Pois muito bem. A posição dos militares está correta. Uma data tão triste só merece ser esquecida pelos brasileiros. Como comemorar uma data que só lembra a repressão? Como comemorar uma data que ceifou a vida de muitos irmãos? Como comemorar uma data que censurou a imprensa? Como comemorar uma data onde a liberdade de expressão deixou de existir?
Só mesmo os incautos para pensar que a ditadura militar merece ser comemorada. Esqueçamos essa data – 31 de março de 1964 – que na verdade acabou durando longos 21 anos.
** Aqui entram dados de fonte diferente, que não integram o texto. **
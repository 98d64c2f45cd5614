use futures::future;
use shared::domain::{TodoId, TodoItem};
use tracing::{debug, warn};

use crate::{interaction::Interaction, store::RemoteStore};

pub const EDIT_PROMPT: &str = "Edit your todo:";
pub const REMOVE_CONFIRM: &str =
    "Are you sure you want to delete this todo? This action cannot be undone.";
pub const REMOVE_ALL_CONFIRM: &str =
    "Are you sure you want to delete all todos? This action cannot be undone. All todos will be permanently deleted.";

pub const REMOVE_OK_NOTICE: &str = "Todo deleted successfully.";
pub const REMOVE_FAILED_NOTICE: &str = "Error deleting todo. Please try again.";
pub const REMOVE_ALL_OK_NOTICE: &str = "All todos have been permanently deleted.";
pub const REMOVE_ALL_FAILED_NOTICE: &str = "Error deleting todos. Please try again.";
pub const CREATE_FAILED_NOTICE: &str = "Error adding todo. Please try again.";
pub const UPDATE_FAILED_NOTICE: &str = "Error updating todo. Please try again.";

/// How an operation resolved. Store failures are absorbed here rather than
/// propagated; the interaction collaborator has already been notified by the
/// time a `Failed` is returned.
#[derive(Debug, Clone, Copy, PartialEq, Eq)]
pub enum OpStatus {
    Completed,
    /// Input did not meet the operation's constraints; nothing happened.
    Ignored,
    /// The user declined a confirmation or abandoned a prompt.
    Cancelled,
    Failed,
}

/// Owns the in-memory todo list, the edit cursor, and the pending input
/// draft; mediates every mutation through the remote store and reconciles
/// local state with the response.
///
/// Methods take `&mut self`, so operations issued through one controller
/// handle run dispatch, await, and reconcile without interleaving.
pub struct TodoListController<S, I> {
    store: S,
    interaction: I,
    items: Vec<TodoItem>,
    edit_cursor: Option<TodoId>,
    draft: String,
    next_local_id: u64,
}

impl<S: RemoteStore, I: Interaction> TodoListController<S, I> {
    pub fn new(store: S, interaction: I) -> Self {
        Self {
            store,
            interaction,
            items: Vec::new(),
            edit_cursor: None,
            draft: String::new(),
            next_local_id: 1,
        }
    }

    pub fn items(&self) -> &[TodoItem] {
        &self.items
    }

    pub fn draft(&self) -> &str {
        &self.draft
    }

    pub fn set_draft(&mut self, text: impl Into<String>) {
        self.draft = text.into();
    }

    pub fn edit_cursor(&self) -> Option<&TodoId> {
        self.edit_cursor.as_ref()
    }

    pub fn is_editing(&self) -> bool {
        self.edit_cursor.is_some()
    }

    /// Replaces local state wholesale with the remote collection. A fetch
    /// failure leaves the list empty; it is logged but not surfaced further.
    pub async fn load(&mut self) {
        match self.store.list_all().await {
            Ok(records) => {
                self.items = records
                    .into_iter()
                    .map(|(id, text)| TodoItem { id, text })
                    .collect();
                debug!(count = self.items.len(), "loaded todo collection");
            }
            Err(err) => {
                warn!(error = %err, "initial load failed; starting with an empty list");
                self.items.clear();
            }
        }
    }

    /// Dispatches the draft: create mode when no edit cursor is staged,
    /// update mode otherwise. Whitespace-only drafts are a no-op. The draft
    /// is cleared after dispatch in both modes.
    pub async fn submit(&mut self) -> OpStatus {
        let text = self.draft.trim().to_string();
        if text.is_empty() {
            return OpStatus::Ignored;
        }

        let status = match self.edit_cursor.take() {
            Some(id) => self.dispatch_update(&id, &text).await,
            None => self.dispatch_create(&text).await,
        };
        self.draft.clear();
        status
    }

    /// Stages an item for update mode: the edit cursor points at it and its
    /// current text becomes the draft. Returns false for an unknown id.
    pub fn stage_edit(&mut self, id: &TodoId) -> bool {
        let Some(item) = self.items.iter().find(|item| item.id == *id) else {
            return false;
        };
        self.draft = item.text.clone();
        self.edit_cursor = Some(item.id.clone());
        true
    }

    pub fn cancel_edit(&mut self) {
        self.edit_cursor = None;
        self.draft.clear();
    }

    /// Prompt-driven edit path, independent of the staged edit cursor: asks
    /// the interaction collaborator for replacement text and dispatches the
    /// update immediately. A cancelled or whitespace-only prompt abandons the
    /// operation with no state change.
    pub async fn begin_edit(&mut self, id: &TodoId) -> OpStatus {
        let Some(current) = self
            .items
            .iter()
            .find(|item| item.id == *id)
            .map(|item| item.text.clone())
        else {
            return OpStatus::Ignored;
        };

        let Some(replacement) = self.interaction.prompt(EDIT_PROMPT, &current) else {
            return OpStatus::Cancelled;
        };
        let replacement = replacement.trim().to_string();
        if replacement.is_empty() {
            return OpStatus::Cancelled;
        }

        self.dispatch_update(id, &replacement).await
    }

    /// Optimistically removes the item, then asks for confirmation and
    /// deletes remotely. Declined confirmation or a store failure restores
    /// the exact pre-removal sequence from the snapshot captured before the
    /// optimistic removal.
    pub async fn remove(&mut self, id: &TodoId) -> OpStatus {
        if !self.items.iter().any(|item| item.id == *id) {
            return OpStatus::Ignored;
        }

        let snapshot = self.items.clone();
        self.items.retain(|item| item.id != *id);

        if !self.interaction.confirm(REMOVE_CONFIRM) {
            self.items = snapshot;
            return OpStatus::Cancelled;
        }

        match self.store.delete(id).await {
            Ok(()) => {
                self.interaction.notify(REMOVE_OK_NOTICE);
                OpStatus::Completed
            }
            Err(err) => {
                warn!(id = %id, error = %err, "todo deletion failed; restoring snapshot");
                self.items = snapshot;
                self.interaction.notify(REMOVE_FAILED_NOTICE);
                OpStatus::Failed
            }
        }
    }

    /// Confirms, then re-fetches the remote collection and deletes every
    /// record concurrently. Local state is cleared only after all deletions
    /// succeed; on any failure it stays exactly as it was before the
    /// operation.
    pub async fn remove_all(&mut self) -> OpStatus {
        if !self.interaction.confirm(REMOVE_ALL_CONFIRM) {
            return OpStatus::Cancelled;
        }

        let records = match self.store.list_all().await {
            Ok(records) => records,
            Err(err) => {
                warn!(error = %err, "todo collection fetch failed during delete-all");
                self.interaction.notify(REMOVE_ALL_FAILED_NOTICE);
                return OpStatus::Failed;
            }
        };

        let deletions =
            future::join_all(records.iter().map(|(id, _)| self.store.delete(id))).await;
        let failures = deletions.iter().filter(|outcome| outcome.is_err()).count();
        if failures > 0 {
            warn!(
                failed = failures,
                total = deletions.len(),
                "delete-all left the collection partially deleted"
            );
            self.interaction.notify(REMOVE_ALL_FAILED_NOTICE);
            return OpStatus::Failed;
        }

        self.items.clear();
        self.interaction.notify(REMOVE_ALL_OK_NOTICE);
        OpStatus::Completed
    }

    async fn dispatch_create(&mut self, text: &str) -> OpStatus {
        let placeholder = self.mint_local_id();
        self.items.push(TodoItem::new(placeholder.clone(), text));

        match self.store.create(text).await {
            Ok(id) => {
                // Reconcile by placeholder id, not position: the sequence may
                // have changed while the create round trip was in flight.
                match self.items.iter_mut().find(|item| item.id == placeholder) {
                    Some(item) => item.id = id,
                    None => warn!(
                        id = %id,
                        "created todo no longer present locally; server id not adopted"
                    ),
                }
                OpStatus::Completed
            }
            Err(err) => {
                warn!(error = %err, "todo creation failed; reverting optimistic insert");
                self.items.retain(|item| item.id != placeholder);
                self.interaction.notify(CREATE_FAILED_NOTICE);
                OpStatus::Failed
            }
        }
    }

    /// Rewrites local state for the id immediately; the remote update is
    /// fire-and-forget relative to that rewrite, so a store failure notifies
    /// without rolling the local text back.
    async fn dispatch_update(&mut self, id: &TodoId, text: &str) -> OpStatus {
        if let Some(item) = self.items.iter_mut().find(|item| item.id == *id) {
            item.text = text.to_string();
        }

        match self.store.update(id, text).await {
            Ok(()) => OpStatus::Completed,
            Err(err) => {
                warn!(id = %id, error = %err, "todo update failed");
                self.interaction.notify(UPDATE_FAILED_NOTICE);
                OpStatus::Failed
            }
        }
    }

    fn mint_local_id(&mut self) -> TodoId {
        let id = TodoId::local(self.next_local_id);
        self.next_local_id += 1;
        id
    }
}
//! # Error Types
//!
//! Two error enums cover the two seams of the dispatch core:
//!
//! - [`ProviderError`] — everything an upstream adapter can report:
//!   transport failures, credential rejection, rate limiting, missing
//!   capabilities, and provider API errors.
//! - [`DispatchError`] — what the core surfaces to callers: unknown models,
//!   exhausted failover chains, configuration mistakes, and registry
//!   conflicts. Instance-level provider errors are recovered inside the
//!   failover executor and only reach the caller wrapped in the terminal
//!   `Unavailable` trace.

use thiserror::Error;

/// Errors reported by upstream provider adapters.
#[derive(Error, Debug)]
pub enum ProviderError {
    /// HTTP client and network communication errors
    #[error("HTTP error: {0}")]
    Http(#[from] reqwest::Error),

    /// Provider API error with status code and message
    #[error("API error: {status} - {message}")]
    Api { status: u16, message: String },

    /// Credential rejected by the upstream (401/403)
    #[error("authentication rejected by provider")]
    Unauthenticated,

    /// Upstream rate limit hit (429)
    #[error("rate limit exceeded")]
    RateLimited,

    /// Endpoint unreachable or refusing connections
    #[error("provider unavailable: {message}")]
    Unavailable { message: String },

    /// Capability not offered by this upstream
    #[error("not supported by this provider: {feature}")]
    Unimplemented { feature: String },

    /// Per-attempt deadline expired
    #[error("request timed out")]
    Timeout,

    /// Response body did not parse
    #[error("serialization error: {0}")]
    Serialization(#[from] serde_json::Error),

    /// Invalid or missing adapter configuration
    #[error("configuration error: {message}")]
    Configuration { message: String },

    /// Unknown provider kind in configuration
    #[error("provider not supported: {kind}")]
    UnsupportedProvider { kind: String },
}

impl ProviderError {
    /// Whether this error proves the endpoint is reachable and credentialed.
    ///
    /// Used by health probes: a 4xx other than 401/403/429 means the request
    /// was understood and rejected for shape, which is good enough evidence
    /// of connectivity.
    pub fn indicates_reachable(&self) -> bool {
        match self {
            ProviderError::Api { status, .. } => (400..500).contains(status),
            _ => false,
        }
    }
}

/// Errors surfaced by the dispatch core.
#[derive(Error, Debug)]
pub enum DispatchError {
    /// No instances registered for the requested model
    #[error("model not found: {model}")]
    NotFound { model: String },

    /// No healthy instances, or all instances and fallbacks failed
    #[error("service unavailable: {message}")]
    Unavailable {
        message: String,
        /// Ordered failover trace accumulated during the request
        trace: Vec<String>,
    },

    /// Bad configuration: unknown strategy, conflicting route slug, etc.
    #[error("invalid: {message}")]
    Invalid { message: String },

    /// Adding an instance whose id already exists
    #[error("conflict: {message}")]
    Conflict { message: String },

    /// Transport or application error from a provider adapter
    #[error("upstream error: {0}")]
    Upstream(#[from] ProviderError),

    /// Per-attempt or caller deadline expired
    #[error("deadline exceeded")]
    DeadlineExceeded,

    /// Caller cancelled the request
    #[error("request canceled")]
    Canceled,
}

impl DispatchError {
    pub fn unavailable(message: impl Into<String>, trace: Vec<String>) -> Self {
        DispatchError::Unavailable {
            message: message.into(),
            trace,
        }
    }

    pub fn invalid(message: impl Into<String>) -> Self {
        DispatchError::Invalid {
            message: message.into(),
        }
    }
}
Passemos uma borracha nesse período negro da história repúblicana do Brasil.
Podemos até citar a data como um fato marcadamente negro na história do Brasil, mas daí a comemorar lá se vai uma grande distância. A não ser os Jair Bolsonaro da vida que costumam achar que a ditadura militar foi um grande bem para os brasileiros.
Não, ditadura nunca mais. Que março de 1964 seja apenas uma vaga lembrança e sirva apenas para contar a história deste país, mas sem comemorações porque motivos não há. O próprio Exército brasileiro já reconhece isso.
O jornalista Cezar Brito, do Congresso em Foco, lembra que “quarenta e sete anos depois do golpe militar, o Brasil vive em pleno regime democrático. Hoje é presidido por uma mulher que foi perseguida, presa e condenada por aqueles que faziam a ditadura. Mas nem tudo está consolidado”.
É verdade, mas pelo menos a redemocratização do país está consolidada. Disso ninguém pode duvidar.